Second Chance Saloon (659 Grand St., btwn Leonard and Manhattan) is another good birthday freebie staple. Your birthday present there is free beer and well drinks all night. And unlike many other places that let you drink for free on your birthday, you don’t need to wrangle a crowd of bargoers. Just you, your ID, and your strong constitution. When your birthday is on a weekday, as mine was, this comes in handy. Obviously, show some love and make sure to tip, and if you’re caught handing your free drinks off to your friends, your arse gets booted. If you’re trying to work up the courage to solicit free shots elsewhere, this is a great place to start. Which leads me to one of the final, pivotal way to get free stuff on your birthday.

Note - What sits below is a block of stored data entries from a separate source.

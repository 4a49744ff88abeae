use crate::error::{validate_latitude, validate_longitude, Result};
use crate::sidereal::local_sidereal_time;
use crate::time::julian_date;
use chrono::{DateTime, Utc};

/// Represents a physical observer location on Earth.
///
/// Used for computing local sidereal time, converting celestial coordinates,
/// and modeling the ground side of a space link. Height above the ellipsoid
/// is assumed zero; at deep-space ranges it changes nothing measurable.
#[derive(Debug, Clone, Copy, PartialEq)]
pub struct Observer {
    /// Latitude in degrees (+N, -S)
    pub latitude_deg: f64,
    /// Longitude in degrees (+E, -W, Greenwich = 0)
    pub longitude_deg: f64,
    /// Site name, if the location corresponds to a named facility
    pub name: Option<&'static str>,
}

impl Observer {
    /// Creates an observer after validating the coordinate ranges.
    ///
    /// # Example
    /// ```
    /// use dsn_watch::location::Observer;
    ///
    /// let obs = Observer::new(35.4267, -116.89).unwrap();
    /// assert_eq!(obs.name, None);
    /// assert!(Observer::new(95.0, 0.0).is_err());
    /// ```
    pub fn new(latitude_deg: f64, longitude_deg: f64) -> Result<Self> {
        validate_latitude(latitude_deg)?;
        validate_longitude(longitude_deg)?;
        Ok(Observer {
            latitude_deg,
            longitude_deg,
            name: None,
        })
    }

    /// Creates a named observer without validation; intended for the
    /// compile-time site constants.
    pub const fn at(latitude_deg: f64, longitude_deg: f64, name: &'static str) -> Self {
        Observer {
            latitude_deg,
            longitude_deg,
            name: Some(name),
        }
    }

    /// Computes the Local Sidereal Time (LST) at this location, in degrees.
    ///
    /// # Arguments
    /// - `datetime`: UTC datetime
    ///
    /// # Returns
    /// Local sidereal time in degrees, `[0, 360)`
    ///
    /// # Example
    /// ```
    /// use chrono::{Utc, TimeZone};
    /// use dsn_watch::location::Observer;
    ///
    /// let dt = Utc.with_ymd_and_hms(2024, 7, 15, 6, 0, 0).unwrap();
    /// let obs = Observer::at(-35.4014, 148.9817, "Canberra");
    /// let lst = obs.local_sidereal_time(dt);
    /// assert!((0.0..360.0).contains(&lst));
    /// ```
    pub fn local_sidereal_time(&self, datetime: DateTime<Utc>) -> f64 {
        let jd = julian_date(datetime);
        local_sidereal_time(jd, self.longitude_deg)
    }
}

#[cfg(test)]
mod tests {
    use super::*;
    use chrono::TimeZone;

    #[test]
    fn test_new_validates() {
        assert!(Observer::new(35.0, -116.0).is_ok());
        assert!(Observer::new(-91.0, 0.0).is_err());
        assert!(Observer::new(0.0, 181.0).is_err());
    }

    #[test]
    fn test_lst_at_greenwich_equals_gmst() {
        let dt = Utc.with_ymd_and_hms(2024, 3, 20, 0, 0, 0).unwrap();
        let obs = Observer::new(51.48, 0.0).unwrap();
        let jd = crate::time::julian_date(dt);
        let gmst = crate::sidereal::gmst(jd);
        assert!((obs.local_sidereal_time(dt) - gmst).abs() < 1e-3);
    }
}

When all else fails, be drunk and entitled
Not drunk enough to be cut off, but just enough so that you don’t feel self-conscious advertising it to strangers and bartenders. I got lucky at The Drink (228 Manhattan Ave. at Union), a place that I can’t normally afford, and was able to free, generously-sized tequila shots for two friends as well as myself just by just asking what I could get for free on my birthday. The bartender gave me a dubious look, but my moxie paid off in fermented agave.
So what did I learn on my freebie crawl? It’s easy to forget when ordering from your intimidatingly hip barista or poker-faced bartender that everyone has a birthday. And everyone wants theirs to be special. Putting yourself out there may or may not get you a free tequila shot or slice of cake, but it’s a good way to engage with people in your ‘hood. That in itself is a pretty cool birthday present.